La crise politique s’accentue en Thaïlande. La Première ministre Paetongtarn Shinawatra a admis mardi qu’elle « acceptait » sa suspension par la Cour constitutionnelle, le temps que les juges délibèrent…

Thaïlande: La Cour constitutionnelle suspend la Première ministre pour une question d’éthique

Thaïlande: La Cour constitutionnelle suspend la Première ministre pour une question d’éthique

La crise politique s’accentue en Thaïlande. La Première ministre Paetongtarn Shinawatra a admis mardi qu’elle « acceptait » sa suspension par la Cour constitutionnelle, le temps que les juges délibèrent sur des accusations de manquements à l’éthique dans sa gestion des tensions à la frontière avec le Cambodge, brandies par des sénateurs conservateurs.

« J’accepte la décision de la Cour », a-t-elle déclaré aux journalistes devant le palais du gouvernement à Bangkok. « Je tiens à réaffirmer que j’ai toujours eu l’intention d’agir pour ce qu’il y a de mieux pour mon pays. » L’avenir de la plus jeune Première ministre qu’ait connue le royaume, aujourd’hui âgée de 38 ans, s’inscrit en pointillés le temps des délibérations de la Cour, qui peuvent durer des semaines, voire des mois.

Survie politique de la richissime famille en jeu

Ces prochaines semaines, les Shinawatra vont jouer leur survie politique devant les juges qui, par le passé, ont condamné ses membres les plus influents, et dissous leurs partis affiliés. D’autant qu’au même moment, s’est ouvert le procès du chef du clan, Thaksin, accusé de lèse-majesté.

A chaque cycle revient le même nom : Shinawatra, la richissime famille honnie par l’establishment conservateur, qui accuse ses membres de corruption et d’attiser les tensions dans un royaume proclamé indivisible derrière le roi. De leur opposition, ont découlé deux coups d’Etat, en 2006 et 2014 ; des manifestations géantes, certaines réprimées dans le sang ; ainsi qu’une cascade de poursuites judiciaires.

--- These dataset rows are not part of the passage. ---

// src/export.rs - CSV recording of stable hand output
use crate::hand::{LeftOrRightHand, INDEX_MCP, INDEX_TIP, JOINT_COUNT, MIDDLE_MCP, MIDDLE_TIP, PINKY_MCP, PINKY_TIP, WRIST};
use crate::tracking::StableHand;
use anyhow::{Context, Result};
use chrono::Local;
use csv::Writer;
use nalgebra::{Point3, Vector3};
use serde::Serialize;
use std::fs::{self, File};
use std::path::{Path, PathBuf};
use tracing::info;

/// One joint of one hand in one frame.
#[derive(Debug, Serialize)]
struct JointRecord {
    frame: u64,
    timestamp: f64,
    hand: &'static str,
    joint: usize,
    x: f32,
    y: f32,
    z: f32,
    qx: f32,
    qy: f32,
    qz: f32,
    qw: f32,
}

/// Per-hand summary for one frame.
#[derive(Debug, Serialize)]
struct HandRecord {
    frame: u64,
    timestamp: f64,
    hand: &'static str,
    tracked: bool,
    depth: f32,
    mano_class: i32,
    continuous_gesture: i32,
    trigger_gesture: i32,
    index_curl: Option<f32>,
    middle_curl: Option<f32>,
    pinky_curl: Option<f32>,
    wrist_flexion: Option<f32>,
}

fn side_label(side: LeftOrRightHand) -> &'static str {
    match side {
        LeftOrRightHand::Left => "left",
        LeftOrRightHand::Right => "right",
        LeftOrRightHand::NoHand => "none",
    }
}

pub struct HandRecorder {
    output_dir: PathBuf,
    session_name: String,
    joints: Vec<JointRecord>,
    hands: Vec<HandRecord>,
    frames: u64,
}

impl HandRecorder {
    pub fn new(output_dir: impl AsRef<Path>, session_name: Option<String>) -> Self {
        let session_name = session_name
            .unwrap_or_else(|| format!("session_{}", Local::now().format("%Y%m%d_%H%M%S")));
        Self {
            output_dir: output_dir.as_ref().to_path_buf(),
            session_name,
            joints: Vec::new(),
            hands: Vec::new(),
            frames: 0,
        }
    }

    pub fn session_dir(&self) -> PathBuf {
        self.output_dir.join(&self.session_name)
    }

    pub fn frame_count(&self) -> u64 {
        self.frames
    }

    pub fn add_frame(&mut self, hands: &[StableHand], timestamp: f64) {
        let frame = self.frames;
        self.frames += 1;
        for hand in hands {
            let label = side_label(hand.side);
            self.hands.push(Self::hand_record(frame, timestamp, label, hand));
            if !hand.is_tracked {
                continue;
            }
            for joint in 0..JOINT_COUNT {
                let p = hand.joints[joint];
                let q = hand.rotations[joint].quaternion();
                self.joints.push(JointRecord {
                    frame,
                    timestamp,
                    hand: label,
                    joint,
                    x: p.x,
                    y: p.y,
                    z: p.z,
                    qx: q.i,
                    qy: q.j,
                    qz: q.k,
                    qw: q.w,
                });
            }
        }
    }

    fn hand_record(frame: u64, timestamp: f64, hand_label: &'static str, hand: &StableHand) -> HandRecord {
        let tracked = hand.is_tracked;
        let angle = |f: fn(&[Point3<f32>; JOINT_COUNT]) -> f32| tracked.then(|| f(&hand.joints));
        HandRecord {
            frame,
            timestamp,
            hand: hand_label,
            tracked,
            depth: hand.depth,
            mano_class: hand.gesture.mano_class,
            continuous_gesture: hand.gesture.continuous,
            trigger_gesture: hand.gesture.trigger,
            index_curl: angle(|j| finger_curl(j, INDEX_MCP, INDEX_TIP)),
            middle_curl: angle(|j| finger_curl(j, MIDDLE_MCP, MIDDLE_TIP)),
            pinky_curl: angle(|j| finger_curl(j, PINKY_MCP, PINKY_TIP)),
            wrist_flexion: angle(wrist_flexion),
        }
    }

    /// Writes `joints.csv` and `hands.csv` into the session directory.
    pub fn export_csv(&self) -> Result<PathBuf> {
        let dir = self.session_dir();
        fs::create_dir_all(&dir)
            .with_context(|| format!("Failed to create recording directory {}", dir.display()))?;

        write_records(&dir.join("joints.csv"), &self.joints)?;
        write_records(&dir.join("hands.csv"), &self.hands)?;
        info!(
            dir = %dir.display(),
            frames = self.frames,
            joint_rows = self.joints.len(),
            "Exported hand recording"
        );
        Ok(dir)
    }
}

fn write_records<T: Serialize>(path: &Path, records: &[T]) -> Result<()> {
    let file = File::create(path).with_context(|| format!("Failed to create {}", path.display()))?;
    let mut writer = Writer::from_writer(file);
    for record in records {
        writer.serialize(record)?;
    }
    writer.flush()?;
    Ok(())
}

/// Mean bend in degrees between consecutive segments of the finger whose
/// joints run `mcp..=tip`.
fn finger_curl(joints: &[Point3<f32>; JOINT_COUNT], mcp: usize, tip: usize) -> f32 {
    let segments: Vec<Vector3<f32>> = (mcp..tip).map(|i| joints[i + 1] - joints[i]).collect();
    if segments.len() < 2 {
        return 0.0;
    }
    let total: f32 = segments
        .windows(2)
        .map(|pair| angle_between(&pair[0], &pair[1]))
        .sum();
    (total / (segments.len() - 1) as f32).to_degrees()
}

fn wrist_flexion(joints: &[Point3<f32>; JOINT_COUNT]) -> f32 {
    let palm = joints[MIDDLE_MCP] - joints[WRIST];
    let finger = joints[MIDDLE_TIP] - joints[MIDDLE_MCP];
    angle_between(&palm, &finger).to_degrees()
}

fn angle_between(a: &Vector3<f32>, b: &Vector3<f32>) -> f32 {
    let (na, nb) = (a.norm(), b.norm());
    if na == 0.0 || nb == 0.0 {
        return 0.0;
    }
    (a.dot(b) / (na * nb)).clamp(-1.0, 1.0).acos()
}

#[cfg(test)]
mod tests {
    use super::*;
    use crate::hand::GestureInfo;
    use nalgebra::UnitQuaternion;
    use tempfile::tempdir;

    fn straight_hand(side: LeftOrRightHand, tracked: bool) -> StableHand {
        let mut joints = [Point3::origin(); JOINT_COUNT];
        for (i, joint) in joints.iter_mut().enumerate() {
            *joint = Point3::new(0.0, i as f32 * 0.01, 0.5);
        }
        StableHand {
            side,
            is_tracked: tracked,
            depth: 0.5,
            joints,
            rotations: [UnitQuaternion::identity(); JOINT_COUNT],
            gesture: GestureInfo::default(),
        }
    }

    #[test]
    fn straight_finger_has_no_curl() {
        let hand = straight_hand(LeftOrRightHand::Left, true);
        assert!(finger_curl(&hand.joints, INDEX_MCP, INDEX_TIP).abs() < 0.1);
        assert!(wrist_flexion(&hand.joints).abs() < 0.1);
    }

    #[test]
    fn right_angle_bend() {
        let mut joints = [Point3::origin(); JOINT_COUNT];
        joints[INDEX_MCP] = Point3::new(0.0, 0.0, 0.0);
        joints[INDEX_MCP + 1] = Point3::new(0.0, 1.0, 0.0);
        joints[INDEX_MCP + 2] = Point3::new(1.0, 1.0, 0.0);
        joints[INDEX_TIP] = Point3::new(1.0, 0.0, 0.0);
        assert!((finger_curl(&joints, INDEX_MCP, INDEX_TIP) - 90.0).abs() < 0.1);
    }

    #[test]
    fn export_writes_long_format() {
        let dir = tempdir().unwrap();
        let mut recorder = HandRecorder::new(dir.path(), Some("test_session".into()));
        let hands = [
            straight_hand(LeftOrRightHand::Left, true),
            straight_hand(LeftOrRightHand::Right, false),
        ];
        recorder.add_frame(&hands, 0.0);
        recorder.add_frame(&hands, 0.033);
        let out = recorder.export_csv().unwrap();
        assert_eq!(out, dir.path().join("test_session"));

        let mut joints = csv::Reader::from_path(out.join("joints.csv")).unwrap();
        let headers = joints.headers().unwrap().clone();
        assert_eq!(&headers[0], "frame");
        assert_eq!(&headers[10], "qw");
        // Untracked right hand contributes no joint rows.
        assert_eq!(joints.records().count(), 2 * JOINT_COUNT);

        let mut summary = csv::Reader::from_path(out.join("hands.csv")).unwrap();
        let rows: Vec<_> = summary.records().map(|r| r.unwrap()).collect();
        assert_eq!(rows.len(), 4);
        assert_eq!(&rows[1][2], "right");
        assert_eq!(&rows[1][3], "false");
        assert_eq!(&rows[1][8], "");
    }
}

Troisième Shinawatra à occuper le poste de Premier ministre, après son père et sa tante Yingluck, Paetongtarn subit la crise la plus sévère depuis sa prise de fonctions, que ses rivaux ont mis sur le compte de son inexpérience et de son manque de poigne.

Manque de respect à l’armée ?

La polémique enfle depuis un appel téléphonique avec l’ancien dirigeant cambodgien Hun Sen, que celui-ci a partagé en ligne à l’insu de sa cadette, censé faire retomber les tensions à la frontière.

Un parti clé de sa coalition a claqué la porte, en l’accusant d’avoir manqué de respect à l’armée durant sa conversation privée. Elle a notamment comparé un général chargé de surveiller la frontière à un « opposant ».

Malgré ses excuses, une trentaine de sénateurs ont déposé une plainte auprès de la Cour constitutionnelle, en estimant qu’elle a enfreint les « standards éthiques » exigés dans la Constitution pour occuper son rôle.

L’an dernier, pour un cas similaire, les délibérations ont pris environ trois mois, jusqu’à ce que la Cour décide de destituer le Premier ministre d’alors, Srettha Thavisin, en vertu du même article sur l’intégrité des ministres.
Son père jugé pour crime de lèse-majesté
Mardi matin, le roi a validé le remaniement attendu, dans lequel Paetongtarn doit occuper le poste de ministre de la Culture, mais désormais, sa présence semble compromise. Le même jour s’est ouvert le procès de lèse-majesté contre son père Thaksin, un ancien policier qui a fait fortune dans les télécoms avant de se lancer en politique, en présence de l’intéressé.

L’analyste politique thaïlandais Thitinan Pongsudhirak a déclaré à l’AFP qu’il existait un lien direct et indéniable entre les deux affaires, la marque de la famille Shinawatra étant confrontée à une « dilution critique ».
Thaksin, 75 ans, est accusé d’avoir insulté le roi et sa famille dans un entretien publié dans un journal sud-coréen en 2015, quelques mois après le putsch ayant visé sa soeur Yingluck.

Les auditions de son procès sont programmées tout le long du mois de juillet. Le magnat des télécoms nie avoir tenu des propos diffamatoires. La justice a l’habitude d’avoir la main lourde pour faire respecter la loi sur la lèse-majesté, l’une des plus sévères au monde. Des groupes de juristes et des militants des droits humains ont régulièrement critiqué l’instrumentalisation de cette loi pour bâillonner les voix critiques de la monarchie et de ses alliés.